15.03.2026

⏱ 8 min Reading Time

Three out of four M&A deals miss their value-creation targets – and the most common culprit isn’t finance, but IT. Digital Due Diligence systematically examines architecture, tech debt, cybersecurity, and data quality before signing. Skipping this workstream means buying blind.

TL;DR

  • 70-90 % of all M&A transactions miss their value-creation goals – IT integration challenges are, per Bain and McKinsey, the second-most frequent cause after cultural fit.
  • Digital Due Diligence as an equal-priority workstream: Six dimensions – IT architecture, tech debt, cybersecurity maturity, data quality, team dependencies, and vendor lock-ins – must be analyzed before signing.
  • Hidden technical debt drives up IT costs by 10-20 percent per project, according to McKinsey Digital – and in poorly prepared integrations, up to 60 percent of every IT dollar.
  • Three red flags that kill deals: undocumented monoliths, missing security fundamentals, and proprietary vendor lock-ins without exit clauses.
  • ROI of the review: Digital Due Diligence costs 0.1-0.3 % of the purchase price – and prevents integration costs that can run several times higher.

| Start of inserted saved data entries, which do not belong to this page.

use serde::{Deserialize, Serialize};
use thiserror::Error;

/// Soft errors reported by the stream decoder.
///
/// Every variant leaves the decoder back in frame search; feeding more bytes
/// is always a valid way to recover.
///
/// # Examples
/// ```
/// use tic_core::DecodeError;
///
/// let err = DecodeError::ChecksumMismatch { received: 0x41, computed: 0x42 };
/// assert!(err.to_string().contains("checksum mismatch"));
/// assert_eq!(err.kind(), tic_core::ErrorKind::ChecksumMismatch);
/// ```
#[derive(Debug, Clone, PartialEq, Eq, Error)]
pub enum DecodeError {
    #[error("parity error on byte 0x{byte:02x}")]
    Parity { byte: u8 },
    #[error("unexpected byte 0x{byte:02x} while waiting for dataset start or frame stop")]
    Framing { byte: u8 },
    #[error("dataset name longer than {max} bytes")]
    NameTooLong { max: usize },
    #[error("checksum mismatch: received 0x{received:02x}, computed 0x{computed:02x}")]
    ChecksumMismatch { received: u8, computed: u8 },
    #[error("protocol violation: {reason}")]
    ProtocolViolation { reason: &'static str },
    #[error("invalid field count: {separators} separators")]
    InvalidFieldCount { separators: usize },
    #[error("dataset longer than {capacity} bytes")]
    PayloadTooLong { capacity: usize },
}

/// Fieldless view of [`DecodeError`], used for counting and reporting.
#[derive(Debug, Clone, Copy, PartialEq, Eq, PartialOrd, Ord, Hash, Serialize, Deserialize)]
#[serde(rename_all = "snake_case")]
pub enum ErrorKind {
    Parity,
    Framing,
    NameTooLong,
    ChecksumMismatch,
    ProtocolViolation,
    InvalidFieldCount,
    PayloadTooLong,
}

impl ErrorKind {
    /// All kinds in report order.
    pub const ALL: [ErrorKind; 7] = [
        ErrorKind::Parity,
        ErrorKind::Framing,
        ErrorKind::NameTooLong,
        ErrorKind::ChecksumMismatch,
        ErrorKind::ProtocolViolation,
        ErrorKind::InvalidFieldCount,
        ErrorKind::PayloadTooLong,
    ];

    pub fn as_str(self) -> &'static str {
        match self {
            ErrorKind::Parity => "parity",
            ErrorKind::Framing => "framing",
            ErrorKind::NameTooLong => "name_too_long",
            ErrorKind::ChecksumMismatch => "checksum_mismatch",
            ErrorKind::ProtocolViolation => "protocol_violation",
            ErrorKind::InvalidFieldCount => "invalid_field_count",
            ErrorKind::PayloadTooLong => "payload_too_long",
        }
    }
}

impl DecodeError {
    pub fn kind(&self) -> ErrorKind {
        match self {
            DecodeError::Parity { .. } => ErrorKind::Parity,
            DecodeError::Framing { .. } => ErrorKind::Framing,
            DecodeError::NameTooLong { .. } => ErrorKind::NameTooLong,
            DecodeError::ChecksumMismatch { .. } => ErrorKind::ChecksumMismatch,
            DecodeError::ProtocolViolation { .. } => ErrorKind::ProtocolViolation,
            DecodeError::InvalidFieldCount { .. } => ErrorKind::InvalidFieldCount,
            DecodeError::PayloadTooLong { .. } => ErrorKind::PayloadTooLong,
        }
    }
}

When IT Due Diligence Is Missing: Three Real Cases

The history of M&A disasters reads like a textbook on neglected IT due diligence. In 2011, Hewlett-Packard acquired UK software firm Autonomy for $11.1 billion – then wrote off $8.8 billion a year later. While financial due diligence had been conducted, the technological substance of the platform was insufficiently scrutinized.

Similarly, Microsoft’s 2013 acquisition of Nokia cost $7.6 billion – and resulted in a $7.6 billion write-off. The smartphone ecosystem was technologically noncompetitive – a finding a rigorous Technical Due Diligence should have surfaced. And since Broadcom’s $69-billion acquisition of VMware in 2023, the company has grappled with integration issues, customer churn, and license-cost increases of up to 400%.

What unites these cases? Finances were reviewed – but technology was not. And it is precisely this gap that Digital Due Diligence fills.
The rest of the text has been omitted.